### DATA TO EXAMINE
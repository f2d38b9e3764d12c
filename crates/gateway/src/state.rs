use std::sync::Arc;

use dm_client::{DialogueBackend, TranscriptArchiver};
use dm_domain::config::Config;
use dm_sessions::SessionStore;

/// Shared application state passed to all API handlers.
///
/// Every collaborator sits behind a trait object so tests can wire in-process
/// doubles without touching the network.
#[derive(Clone)]
pub struct AppState {
    pub config: Arc<Config>,
    /// Which calls have already had their first turn.
    pub sessions: Arc<dyn SessionStore>,
    pub backend: Arc<dyn DialogueBackend>,
    pub archiver: Arc<dyn TranscriptArchiver>,
}
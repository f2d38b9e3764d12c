/// Shared error type used across all dmbridge crates.
#[derive(thiserror::Error, Debug)]
pub enum Error {
    #[error("JSON: {0}")]
    Json(#[from] serde_json::Error),

    #[error("HTTP: {0}")]
    Http(String),

    #[error("timeout: {0}")]
    Timeout(String),

    #[error("backend: {0}")]
    Backend(String),

    #[error("config: {0}")]
    Config(String),

    #[error("auth: {0}")]
    Auth(String),

    #[error("invalid request: {0}")]
    InvalidRequest(String),

    #[error("{0}")]
    Other(String),
}

pub type Result<T> = std::result::Result<T, Error>;
use serde::{Deserialize, Serialize};

// ━━━━━━━━━━━━━━━━━━━━━━━━━━━━━━━━━━━━━━━━━━━━━━━━━━━━━━━━━━━━━━━━━━
// Observability (OpenTelemetry) configuration
// ━━━━━━━━━━━━━━━━━━━━━━━━━━━━━━━━━━━━━━━━━━━━━━━━━━━━━━━━━━━━━━━━━━

/// When `otlp_endpoint` is `None` (the default) the bridge logs structured
/// JSON only.  Setting it enables OTLP/gRPC export of every `tracing` span.
#[derive(Debug, Clone, Serialize, Deserialize)]
pub struct ObservabilityConfig {
    /// OTLP gRPC endpoint (e.g. `http://localhost:4317`).
    #[serde(default)]
    pub otlp_endpoint: Option<String>,

    /// The `service.name` resource attribute reported to the collector.
    #[serde(default = "d_service_name")]
    pub service_name: String,

    /// `TraceIdRatioBased` sampling rate (`0.0` = never, `1.0` = always).
    #[serde(default = "d_sample_rate")]
    pub sample_rate: f64,
}

impl Default for ObservabilityConfig {
    fn default() -> Self {
        Self {
            otlp_endpoint: None,
            service_name: d_service_name(),
            sample_rate: d_sample_rate(),
        }
    }
}

fn d_service_name() -> String {
    "dmbridge".into()
}

fn d_sample_rate() -> f64 {
    1.0
}
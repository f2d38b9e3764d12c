use serde::Serialize;

/// Structured events emitted across all dmbridge crates.
///
/// Every component outcome worth observing goes through [`BridgeEvent::emit`]
/// so log pipelines can key on a single `bridge_event` field.
#[derive(Debug, Clone, Serialize)]
#[serde(tag = "event")]
pub enum BridgeEvent {
    InboundTurn {
        call_id: String,
        messages: usize,
        tools: usize,
    },
    SessionResolved {
        call_id: String,
        user_id: String,
        is_new: bool,
    },
    SessionEvicted {
        call_id: String,
        reason: String,
    },
    BackendCall {
        endpoint: String,
        status: u16,
        duration_ms: u64,
    },
    TraceSkipped {
        kind: String,
    },
    TurnTranslated {
        call_id: String,
        deltas: usize,
        end_call: bool,
        transfer_call: bool,
    },
    TranscriptArchived {
        user_id: String,
        ok: bool,
        #[serde(skip_serializing_if = "Option::is_none")]
        error: Option<String>,
    },
}

impl BridgeEvent {
    pub fn emit(&self) {
        let json = serde_json::to_string(self).unwrap_or_default();
        match self {
            Self::TranscriptArchived { ok: false, .. } => {
                tracing::warn!(bridge_event = %json, "dm_event");
            }
            _ => tracing::info!(bridge_event = %json, "dm_event"),
        }
    }
}
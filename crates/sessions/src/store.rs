//! Session registry.
//!
//! [`SessionStore`] is the seam the turn handler depends on; it is passed in
//! through the application state so tests and alternative backings (a shared
//! cache across replicas, for instance) can stand in for the in-memory map.

use std::collections::HashMap;

use chrono::{DateTime, Duration, Utc};
use parking_lot::RwLock;

use dm_domain::config::SessionsConfig;
use dm_domain::events::BridgeEvent;

// ━━━━━━━━━━━━━━━━━━━━━━━━━━━━━━━━━━━━━━━━━━━━━━━━━━━━━━━━━━━━━━━━━━
// Trait
// ━━━━━━━━━━━━━━━━━━━━━━━━━━━━━━━━━━━━━━━━━━━━━━━━━━━━━━━━━━━━━━━━━━

/// "Have I seen this call before" tracking, keyed by call identifier.
pub trait SessionStore: Send + Sync {
    /// `true` when `call_id` has not been observed (or has been forgotten).
    fn is_new_conversation(&self, call_id: &str) -> bool;

    /// Record that `call_id` has been observed.  Idempotent.
    fn mark_seen(&self, call_id: &str);

    /// Check novelty and mark the call seen, in that order.
    ///
    /// Implementations may override this to make the pair atomic.
    fn observe(&self, call_id: &str) -> bool {
        let is_new = self.is_new_conversation(call_id);
        self.mark_seen(call_id);
        is_new
    }

    /// Drop `call_id`, returning whether it was tracked.
    fn forget(&self, call_id: &str) -> bool;

    /// Drop calls idle since before `now - ttl`.  Returns the number pruned.
    fn prune_expired(&self, _now: DateTime<Utc>) -> usize {
        0
    }

    /// Number of tracked calls.
    fn len(&self) -> usize;

    fn is_empty(&self) -> bool {
        self.len() == 0
    }
}

// ━━━━━━━━━━━━━━━━━━━━━━━━━━━━━━━━━━━━━━━━━━━━━━━━━━━━━━━━━━━━━━━━━━
// In-memory store
// ━━━━━━━━━━━━━━━━━━━━━━━━━━━━━━━━━━━━━━━━━━━━━━━━━━━━━━━━━━━━━━━━━━

/// Bookkeeping for one observed call.
#[derive(Debug, Clone, Copy, PartialEq, Eq)]
pub struct SeenCall {
    pub first_seen: DateTime<Utc>,
    pub last_seen: DateTime<Utc>,
    pub turns: u64,
}

/// Process-local registry bounded by an entry cap and an idle TTL.
pub struct InMemorySessionStore {
    max_entries: usize,
    idle_ttl: Duration,
    calls: RwLock<HashMap<String, SeenCall>>,
}

impl InMemorySessionStore {
    pub fn new(config: &SessionsConfig) -> Self {
        let secs = config.idle_ttl_secs.min(i64::MAX as u64 / 1000) as i64;
        let idle_ttl = Duration::seconds(secs);
        Self {
            max_entries: config.max_entries.max(1),
            idle_ttl,
            calls: RwLock::new(HashMap::new()),
        }
    }

    /// Snapshot of the bookkeeping for `call_id`.
    pub fn get(&self, call_id: &str) -> Option<SeenCall> {
        self.calls.read().get(call_id).copied()
    }

    fn touch_locked(&self, calls: &mut HashMap<String, SeenCall>, call_id: &str) -> bool {
        let now = Utc::now();
        if let Some(entry) = calls.get_mut(call_id) {
            entry.last_seen = now;
            entry.turns += 1;
            return false;
        }

        if calls.len() >= self.max_entries {
            evict_least_recent(calls);
        }
        calls.insert(
            call_id.to_owned(),
            SeenCall {
                first_seen: now,
                last_seen: now,
                turns: 1,
            },
        );
        true
    }
}

fn evict_least_recent(calls: &mut HashMap<String, SeenCall>) {
    let oldest = calls
        .iter()
        .min_by_key(|(_, seen)| seen.last_seen)
        .map(|(id, _)| id.clone());
    if let Some(call_id) = oldest {
        calls.remove(&call_id);
        BridgeEvent::SessionEvicted {
            call_id,
            reason: "capacity".into(),
        }
        .emit();
    }
}

impl SessionStore for InMemorySessionStore {
    fn is_new_conversation(&self, call_id: &str) -> bool {
        !self.calls.read().contains_key(call_id)
    }

    fn mark_seen(&self, call_id: &str) {
        let mut calls = self.calls.write();
        self.touch_locked(&mut calls, call_id);
    }

    fn observe(&self, call_id: &str) -> bool {
        let mut calls = self.calls.write();
        self.touch_locked(&mut calls, call_id)
    }

    fn forget(&self, call_id: &str) -> bool {
        self.calls.write().remove(call_id).is_some()
    }

    fn prune_expired(&self, now: DateTime<Utc>) -> usize {
        let Some(cutoff) = now.checked_sub_signed(self.idle_ttl) else {
            return 0;
        };
        let mut calls = self.calls.write();
        let before = calls.len();
        calls.retain(|_, seen| seen.last_seen > cutoff);
        let pruned = before - calls.len();
        if pruned > 0 {
            tracing::debug!(pruned, remaining = calls.len(), "pruned idle calls");
        }
        pruned
    }

    fn len(&self) -> usize {
        self.calls.read().len()
    }
}

// ━━━━━━━━━━━━━━━━━━━━━━━━━━━━━━━━━━━━━━━━━━━━━━━━━━━━━━━━━━━━━━━━━━
// Tests
// ━━━━━━━━━━━━━━━━━━━━━━━━━━━━━━━━━━━━━━━━━━━━━━━━━━━━━━━━━━━━━━━━━━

### EXERCISE
Reproduce verbatim the lines above, from the line with "their first turn." through the line with "fn d_service_name() ->".

### RESULT BELOW
    /// Which calls have already had their first turn.
    pub sessions: Arc<dyn SessionStore>,
    pub backend: Arc<dyn DialogueBackend>,
    pub archiver: Arc<dyn TranscriptArchiver>,
}
repository f2d38b9e3764d12c
/// Shared error type used across all dmbridge crates.
#[derive(thiserror::Error, Debug)]
pub enum Error {
    #[error("JSON: {0}")]
    Json(#[from] serde_json::Error),

    #[error("HTTP: {0}")]
    Http(String),

    #[error("timeout: {0}")]
    Timeout(String),

    #[error("backend: {0}")]
    Backend(String),

    #[error("config: {0}")]
    Config(String),

    #[error("auth: {0}")]
    Auth(String),

    #[error("invalid request: {0}")]
    InvalidRequest(String),

    #[error("{0}")]
    Other(String),
}

pub type Result<T> = std::result::Result<T, Error>;
use serde::{Deserialize, Serialize};

// ━━━━━━━━━━━━━━━━━━━━━━━━━━━━━━━━━━━━━━━━━━━━━━━━━━━━━━━━━━━━━━━━━━
// Observability (OpenTelemetry) configuration
// ━━━━━━━━━━━━━━━━━━━━━━━━━━━━━━━━━━━━━━━━━━━━━━━━━━━━━━━━━━━━━━━━━━

/// When `otlp_endpoint` is `None` (the default) the bridge logs structured
/// JSON only.  Setting it enables OTLP/gRPC export of every `tracing` span.
#[derive(Debug, Clone, Serialize, Deserialize)]
pub struct ObservabilityConfig {
    /// OTLP gRPC endpoint (e.g. `http://localhost:4317`).
    #[serde(default)]
    pub otlp_endpoint: Option<String>,

    /// The `service.name` resource attribute reported to the collector.
    #[serde(default = "d_service_name")]
    pub service_name: String,

    /// `TraceIdRatioBased` sampling rate (`0.0` = never, `1.0` = always).
    #[serde(default = "d_sample_rate")]
    pub sample_rate: f64,
}

impl Default for ObservabilityConfig {
    fn default() -> Self {
        Self {
            otlp_endpoint: None,
            service_name: d_service_name(),
            sample_rate: d_sample_rate(),
        }
    }
}

fn d_service_name() -> String {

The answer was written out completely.